Concerning the UN 2030 Agenda, progress on SDG 6 is essential for the achievement of other SDGs; and water plays a cross-sectoral role in many other policies such as security, human rights, climate change, food security or energy. Foreign Affairs ministers reaffirmed the importance of integrating a gender perspective into water diplomacy, taking into account that women are particularly affected by the lack of access to water and sanitation. Furthermore, the Council Conclusions stress the EU's commitment to the human rights to safe drinking water and sanitation, as components of the right to an adequate standard of living. Human rights defenders addressing environment issues should be given protection in this respect. The link is also made between water and the Circular Economy (especially water savings) as well as with climate change and the Paris Agreement. The importance of innovative solutions and partnerships is underlined.
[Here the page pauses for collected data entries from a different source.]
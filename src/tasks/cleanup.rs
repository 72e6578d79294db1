//! Expiry Sweeper Task
//!
//! Background tasks that periodically drop expired cache entries, vote
//! tallies and idle track states.

use std::sync::Arc;
use std::time::Duration;

use async_trait::async_trait;
use chrono::Utc;
use tokio::task::JoinHandle;
use tokio::time::{interval_at, Instant, MissedTickBehavior};
use tracing::{debug, error, info};

use crate::cache::Cache;
use crate::config::MAX_SWEEP_INTERVAL_SECS;
use crate::player::TrackStates;
use crate::votes::VoteCoordinator;

const MAX_PERIOD: Duration = Duration::from_secs(MAX_SWEEP_INTERVAL_SECS);

// == Sweep Trait ==
/// Something holding state that expires and must be cleaned out-of-band.
#[async_trait]
pub trait Sweep: Send + Sync + 'static {
    /// Name used in log lines
    fn name(&self) -> &'static str;

    /// Removes expired state and returns how many items were dropped.
    async fn sweep(&self) -> usize;
}

#[async_trait]
impl<T: Sweep + ?Sized> Sweep for Arc<T> {
    fn name(&self) -> &'static str {
        (**self).name()
    }

    async fn sweep(&self) -> usize {
        (**self).sweep().await
    }
}

#[async_trait]
impl<V> Sweep for Cache<V>
where
    V: Clone + Send + 'static,
{
    fn name(&self) -> &'static str {
        "cache"
    }

    async fn sweep(&self) -> usize {
        self.cleanup_expired().await
    }
}

#[async_trait]
impl Sweep for VoteCoordinator {
    fn name(&self) -> &'static str {
        "votes"
    }

    async fn sweep(&self) -> usize {
        self.sweep_expired(Utc::now()).await
    }
}

#[async_trait]
impl Sweep for TrackStates {
    fn name(&self) -> &'static str {
        "track_states"
    }

    async fn sweep(&self) -> usize {
        self.prune_idle(Utc::now())
    }
}

// == Spawn Sweeper ==
/// Spawns a task that sweeps `target` every `period`, first after one period.
///
/// Each sweep runs as its own task: if it panics the failure is logged and
/// the next tick sweeps again. The returned handle is aborted on shutdown.
///
/// # Example
/// ```ignore
/// let cache: Cache<String> = Cache::new(1000, Duration::from_secs(3600));
/// let handle = spawn_sweeper(cache.clone(), Duration::from_secs(300));
/// // Later, during shutdown:
/// handle.abort();
/// ```
pub fn spawn_sweeper<S>(target: S, period: Duration) -> JoinHandle<()>
where
    S: Sweep + Clone,
{
    tokio::spawn(async move {
        let name = target.name();
        // Keeps the first deadline representable
        let period = period.min(MAX_PERIOD);
        info!(sweeper = name, period_secs = period.as_secs(), "starting expiry sweeper");

        let mut ticker = interval_at(Instant::now() + period, period);
        ticker.set_missed_tick_behavior(MissedTickBehavior::Delay);

        loop {
            ticker.tick().await;

            let run = target.clone();
            match tokio::spawn(async move { run.sweep().await }).await {
                Ok(0) => debug!(sweeper = name, "nothing expired"),
                Ok(removed) => info!(sweeper = name, removed, "removed expired entries"),
                Err(err) => error!(sweeper = name, error = %err, "sweep failed"),
            }
        }
    })
}
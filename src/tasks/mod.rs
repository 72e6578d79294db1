//! Background Tasks Module
//!
//! # Tasks
//! - Expiry sweepers: periodically drop expired cache entries, vote tallies
//!   and idle track states
//! - Timed tasks: restartable one-shot delayed jobs

mod cleanup;
mod timed;

pub use cleanup::{spawn_sweeper, Sweep};
pub use timed::TimedTask;
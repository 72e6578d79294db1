//! Cache Module
//!
//! Provides in-memory caching with TTL expiration and LRU eviction, plus the
//! read-through `get_or_fetch` path used for search and query results.

mod entry;
mod lru;
mod shared;
mod stats;
mod store;


// Re-export public types
pub use entry::CacheEntry;
pub use lru::LruTracker;
pub use shared::Cache;
pub use stats::CacheStats;
pub use store::CacheStore;
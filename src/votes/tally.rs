//! Vote Tally Module
//!
//! The set of users who voted for one (guild, kind) pair and its voting window.

use std::collections::HashSet;

use chrono::{DateTime, TimeDelta, Utc};

use crate::votes::UserId;

// == Vote Tally ==
#[derive(Debug, Clone)]
pub struct VoteTally {
    voters: HashSet<UserId>,
    opened_at: DateTime<Utc>,
    expires_at: DateTime<Utc>,
}

impl VoteTally {
    // == Constructor ==
    /// Opens an empty tally at `now` that stays open for `window`.
    pub fn open(now: DateTime<Utc>, window: TimeDelta) -> Self {
        Self {
            voters: HashSet::new(),
            opened_at: now,
            expires_at: now
                .checked_add_signed(window)
                .unwrap_or(DateTime::<Utc>::MAX_UTC),
        }
    }

    // == Add ==
    /// Records a vote. Returns false if the user had already voted.
    pub fn add(&mut self, user_id: UserId) -> bool {
        self.voters.insert(user_id)
    }

    pub fn count(&self) -> usize {
        self.voters.len()
    }

    pub fn opened_at(&self) -> DateTime<Utc> {
        self.opened_at
    }

    pub fn expires_at(&self) -> DateTime<Utc> {
        self.expires_at
    }

    // == Is Expired ==
    /// A tally is expired once its window end lies strictly before `now`.
    pub fn is_expired_at(&self, now: DateTime<Utc>) -> bool {
        self.expires_at < now
    }
}
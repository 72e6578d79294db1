//! Timed Task
//!
//! A restartable one-shot job that runs after a fixed delay, e.g. leaving an
//! idle voice channel.

use std::future::Future;
use std::time::Duration;

use tokio::task::JoinHandle;

// == Timed Task ==
/// Runs a job once after `wait`, unless cancelled or restarted first.
///
/// Dropping the `TimedTask` cancels a pending run.
#[derive(Debug)]
pub struct TimedTask {
    wait: Duration,
    handle: Option<JoinHandle<()>>,
}

impl TimedTask {
    pub fn new(wait: Duration) -> Self {
        Self { wait, handle: None }
    }

    pub fn wait(&self) -> Duration {
        self.wait
    }

    // == Start ==
    /// Schedules `job` to run after the delay, cancelling any pending run.
    pub fn start<F>(&mut self, job: F)
    where
        F: Future<Output = ()> + Send + 'static,
    {
        self.cancel();
        let wait = self.wait;
        self.handle = Some(tokio::spawn(async move {
            tokio::time::sleep(wait).await;
            job.await;
        }));
    }

    // == Cancel ==
    /// Cancels a pending run. Returns whether one was pending.
    pub fn cancel(&mut self) -> bool {
        match self.handle.take() {
            Some(handle) if !handle.is_finished() => {
                handle.abort();
                true
            }
            _ => false,
        }
    }

    pub fn is_pending(&self) -> bool {
        self.handle
            .as_ref()
            .is_some_and(|handle| !handle.is_finished())
    }
}

impl Drop for TimedTask {
    fn drop(&mut self) {
        self.cancel();
    }
}
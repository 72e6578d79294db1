//! Player Module
//!
//! Per-track state kept alongside playback controls.

mod state;

pub use state::{TrackState, TrackStates, DEFAULT_TRACK_IDLE};
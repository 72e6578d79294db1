//! Vote Coordinator Module
//!
//! Per-(guild, kind) tallies mutated under per-key async locks.

use std::sync::Arc;
use std::time::Duration;

use chrono::{DateTime, TimeDelta, Utc};
use dashmap::DashMap;
use tokio::sync::Mutex;
use tracing::{debug, info};

use crate::votes::{GuildId, UserId, VoteKind, VoteOutcome, VoteTally};

/// How long a tally stays open after its first vote
pub const DEFAULT_VOTE_WINDOW: Duration = Duration::from_secs(5 * 60);

type VoteKey = (GuildId, VoteKind);

// == Vote Coordinator ==
/// Collects one vote per user toward a quorum, per guild and vote kind.
///
/// Each (guild, kind) pair has its own lock, created on first use and kept for
/// the life of the process. Casting, clearing and sweeping a tally all hold
/// that lock, so two concurrent votes can never both see the same stale count
/// and resolve twice. Different pairs never contend.
#[derive(Debug)]
pub struct VoteCoordinator {
    tallies: DashMap<VoteKey, VoteTally>,
    locks: DashMap<VoteKey, Arc<Mutex<()>>>,
    window: TimeDelta,
}

impl Default for VoteCoordinator {
    fn default() -> Self {
        Self::new(DEFAULT_VOTE_WINDOW)
    }
}

impl VoteCoordinator {
    // == Constructor ==
    pub fn new(window: Duration) -> Self {
        Self {
            tallies: DashMap::new(),
            locks: DashMap::new(),
            window: TimeDelta::from_std(window).unwrap_or(TimeDelta::MAX),
        }
    }

    fn lock_for(&self, key: &VoteKey) -> Arc<Mutex<()>> {
        let lock = self.locks.entry(key.clone()).or_default();
        Arc::clone(lock.value())
    }

    // == Cast Vote ==
    /// Records `user_id`'s vote and reports whether it reached the quorum.
    ///
    /// The first vote opens a tally for the configured window. A repeat vote
    /// from the same user is reported as `already_voted` without changing the
    /// count. The vote that brings the count to `required_votes` clears the
    /// tally and is the only one to see `threshold_met`; the next vote opens a
    /// fresh tally. A `required_votes` of 0 resolves on the first vote.
    pub async fn cast_vote(
        &self,
        guild_id: GuildId,
        kind: impl Into<VoteKind>,
        user_id: UserId,
        required_votes: usize,
    ) -> VoteOutcome {
        let key = (guild_id, kind.into());
        let lock = self.lock_for(&key);
        let _guard = lock.lock().await;

        self.record_vote(key, user_id, required_votes, Utc::now())
    }

    /// Vote bookkeeping; the caller holds the key's lock.
    fn record_vote(
        &self,
        key: VoteKey,
        user_id: UserId,
        required_votes: usize,
        now: DateTime<Utc>,
    ) -> VoteOutcome {
        let (added, current_count) = {
            let mut tally = self
                .tallies
                .entry(key.clone())
                .or_insert_with(|| VoteTally::open(now, self.window));
            if tally.is_expired_at(now) {
                debug!(guild_id = key.0, kind = %key.1, "discarding stale tally");
                *tally = VoteTally::open(now, self.window);
            }
            let added = tally.add(user_id);
            (added, tally.count())
        };

        if !added {
            debug!(guild_id = key.0, kind = %key.1, user_id, "duplicate vote ignored");
            return VoteOutcome {
                already_voted: true,
                current_count,
                threshold_met: false,
            };
        }

        let threshold_met = current_count >= required_votes;
        if threshold_met {
            self.tallies.remove(&key);
            info!(
                guild_id = key.0,
                kind = %key.1,
                votes = current_count,
                required_votes,
                "vote passed"
            );
        } else {
            debug!(
                guild_id = key.0,
                kind = %key.1,
                votes = current_count,
                required_votes,
                "vote recorded"
            );
        }

        VoteOutcome {
            already_voted: false,
            current_count,
            threshold_met,
        }
    }

    // == Clear Votes ==
    /// Drops the tally for one (guild, kind), e.g. after the track changed.
    pub async fn clear_votes(&self, guild_id: GuildId, kind: impl Into<VoteKind>) -> bool {
        let key = (guild_id, kind.into());
        let lock = self.lock_for(&key);
        let _guard = lock.lock().await;

        self.tallies.remove(&key).is_some()
    }

    /// Drops every tally of a guild. Returns how many were open.
    pub async fn clear_guild(&self, guild_id: GuildId) -> usize {
        let keys: Vec<VoteKey> = self
            .tallies
            .iter()
            .filter(|entry| entry.key().0 == guild_id)
            .map(|entry| entry.key().clone())
            .collect();

        let mut cleared = 0;
        for key in keys {
            let lock = self.lock_for(&key);
            let _guard = lock.lock().await;
            if self.tallies.remove(&key).is_some() {
                cleared += 1;
            }
        }
        cleared
    }

    /// Live vote count for one (guild, kind); 0 when no tally is open.
    pub fn vote_count(&self, guild_id: GuildId, kind: impl Into<VoteKind>) -> usize {
        let now = Utc::now();
        self.tallies
            .get(&(guild_id, kind.into()))
            .filter(|tally| !tally.is_expired_at(now))
            .map(|tally| tally.count())
            .unwrap_or(0)
    }

    /// Number of open tallies across all guilds.
    pub fn active_tallies(&self) -> usize {
        self.tallies.len()
    }

    // == Sweep Expired ==
    /// Removes every tally whose window ended before `now`.
    ///
    /// Each removal takes that tally's own lock and re-checks expiry, so a vote
    /// in progress is never torn away mid-update.
    pub async fn sweep_expired(&self, now: DateTime<Utc>) -> usize {
        let expired: Vec<VoteKey> = self
            .tallies
            .iter()
            .filter(|entry| entry.value().is_expired_at(now))
            .map(|entry| entry.key().clone())
            .collect();

        let mut removed = 0;
        for key in expired {
            let lock = self.lock_for(&key);
            let _guard = lock.lock().await;
            if let Some(((guild_id, kind), tally)) = self
                .tallies
                .remove_if(&key, |_, tally| tally.is_expired_at(now))
            {
                debug!(
                    guild_id,
                    kind = %kind,
                    votes = tally.count(),
                    open_secs = (now - tally.opened_at()).num_seconds(),
                    "swept expired vote tally"
                );
                removed += 1;
            }
        }
        removed
    }
}

// == Unit Tests ==
#[cfg(test)]
mod tests {
    use super::*;

    const GUILD: GuildId = 1_000;

    #[tokio::test]
    async fn test_quorum_resolves_and_resets() {
        let votes = VoteCoordinator::default();

        let first = votes.cast_vote(GUILD, VoteKind::Skip, 1, 2).await;
        assert_eq!(
            first,
            VoteOutcome {
                already_voted: false,
                current_count: 1,
                threshold_met: false
            }
        );

        let second = votes.cast_vote(GUILD, VoteKind::Skip, 2, 2).await;
        assert!(second.threshold_met);
        assert_eq!(second.current_count, 2);
        assert_eq!(votes.active_tallies(), 0);

        // Resolution starts a fresh tally
        let again = votes.cast_vote(GUILD, VoteKind::Skip, 1, 2).await;
        assert!(!again.already_voted);
        assert!(!again.threshold_met);
        assert_eq!(again.current_count, 1);
    }

    #[tokio::test]
    async fn test_duplicate_vote_reports_already_voted() {
        let votes = VoteCoordinator::default();

        votes.cast_vote(GUILD, VoteKind::Skip, 1, 3).await;
        let repeat = votes.cast_vote(GUILD, VoteKind::Skip, 1, 3).await;

        assert!(repeat.already_voted);
        assert!(!repeat.threshold_met);
        assert_eq!(repeat.current_count, 1);
        assert_eq!(votes.vote_count(GUILD, VoteKind::Skip), 1);
    }

    #[tokio::test]
    async fn test_zero_required_votes_resolves_immediately() {
        let votes = VoteCoordinator::default();

        let outcome = votes.cast_vote(GUILD, VoteKind::Previous, 1, 0).await;

        assert!(outcome.threshold_met);
        assert_eq!(outcome.current_count, 1);
        assert_eq!(votes.active_tallies(), 0);
    }

    #[tokio::test]
    async fn test_kinds_and_guilds_are_independent() {
        let votes = VoteCoordinator::default();

        votes.cast_vote(GUILD, VoteKind::Skip, 1, 5).await;
        votes.cast_vote(GUILD, VoteKind::Previous, 1, 5).await;
        votes.cast_vote(GUILD + 1, "skip", 1, 5).await;

        assert_eq!(votes.vote_count(GUILD, VoteKind::Skip), 1);
        assert_eq!(votes.vote_count(GUILD, VoteKind::Previous), 1);
        assert_eq!(votes.vote_count(GUILD + 1, VoteKind::Skip), 1);
        assert_eq!(votes.active_tallies(), 3);
    }

    #[tokio::test]
    async fn test_clear_votes() {
        let votes = VoteCoordinator::default();
        votes.cast_vote(GUILD, VoteKind::Skip, 1, 3).await;

        assert!(votes.clear_votes(GUILD, VoteKind::Skip).await);
        assert!(!votes.clear_votes(GUILD, VoteKind::Skip).await);

        let outcome = votes.cast_vote(GUILD, VoteKind::Skip, 1, 3).await;
        assert!(!outcome.already_voted);
        assert_eq!(outcome.current_count, 1);
    }

    #[tokio::test]
    async fn test_clear_guild_only_touches_that_guild() {
        let votes = VoteCoordinator::default();
        votes.cast_vote(GUILD, VoteKind::Skip, 1, 3).await;
        votes.cast_vote(GUILD, VoteKind::Previous, 1, 3).await;
        votes.cast_vote(GUILD + 1, VoteKind::Skip, 1, 3).await;

        assert_eq!(votes.clear_guild(GUILD).await, 2);
        assert_eq!(votes.active_tallies(), 1);
        assert_eq!(votes.vote_count(GUILD + 1, VoteKind::Skip), 1);
    }

    #[tokio::test]
    async fn test_sweep_removes_aged_tally() {
        let votes = VoteCoordinator::default();
        votes.cast_vote(GUILD, VoteKind::Skip, 1, 3).await;
        votes.cast_vote(GUILD, VoteKind::Skip, 2, 3).await;

        assert_eq!(votes.sweep_expired(Utc::now()).await, 0);

        let aged = Utc::now() + TimeDelta::minutes(6);
        assert_eq!(votes.sweep_expired(aged).await, 1);
        assert_eq!(votes.active_tallies(), 0);

        let fresh = votes.cast_vote(GUILD, VoteKind::Skip, 1, 3).await;
        assert!(!fresh.already_voted);
        assert_eq!(fresh.current_count, 1);
    }

    #[test]
    fn test_stale_tally_is_replaced_on_next_vote() {
        let votes = VoteCoordinator::default();
        let start = Utc::now();
        let key = (GUILD, VoteKind::Skip);

        votes.record_vote(key.clone(), 1, 3, start);
        votes.record_vote(key.clone(), 2, 3, start);

        let later = start + TimeDelta::minutes(6);
        let outcome = votes.record_vote(key, 1, 3, later);

        assert!(!outcome.already_voted);
        assert_eq!(outcome.current_count, 1);
    }

    #[test]
    fn test_custom_window() {
        let votes = VoteCoordinator::new(Duration::from_secs(30));
        let start = Utc::now();
        let key = (GUILD, VoteKind::Skip);

        votes.record_vote(key.clone(), 1, 3, start);
        let outcome = votes.record_vote(key, 2, 3, start + TimeDelta::seconds(20));

        assert_eq!(outcome.current_count, 2);
    }

    #[tokio::test(flavor = "multi_thread", worker_threads = 4)]
    async fn test_concurrent_votes_resolve_once_per_quorum() {
        let votes = Arc::new(VoteCoordinator::default());

        let handles: Vec<_> = (0..50u64)
            .map(|user| {
                let votes = Arc::clone(&votes);
                tokio::spawn(async move { votes.cast_vote(GUILD, VoteKind::Skip, user, 10).await })
            })
            .collect();

        let outcomes = futures::future::join_all(handles).await;
        let resolved = outcomes
            .into_iter()
            .map(|outcome| outcome.unwrap())
            .filter(|outcome| outcome.threshold_met)
            .count();

        assert_eq!(resolved, 5);
        assert_eq!(votes.active_tallies(), 0);
    }
}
The EU will contribute to concerted international efforts on water at the United Nations, and it will support discussions at the UN Security Council linking water, climate, peace and security.

The Council Conclusions encourage EU institutions and EU member States to deploy all available tools to ensure that integrated water policies address the full range of challenges. It is expected that due consideration to the importance of water will be given in the programming of future EU financial and technical cooperation with third countries.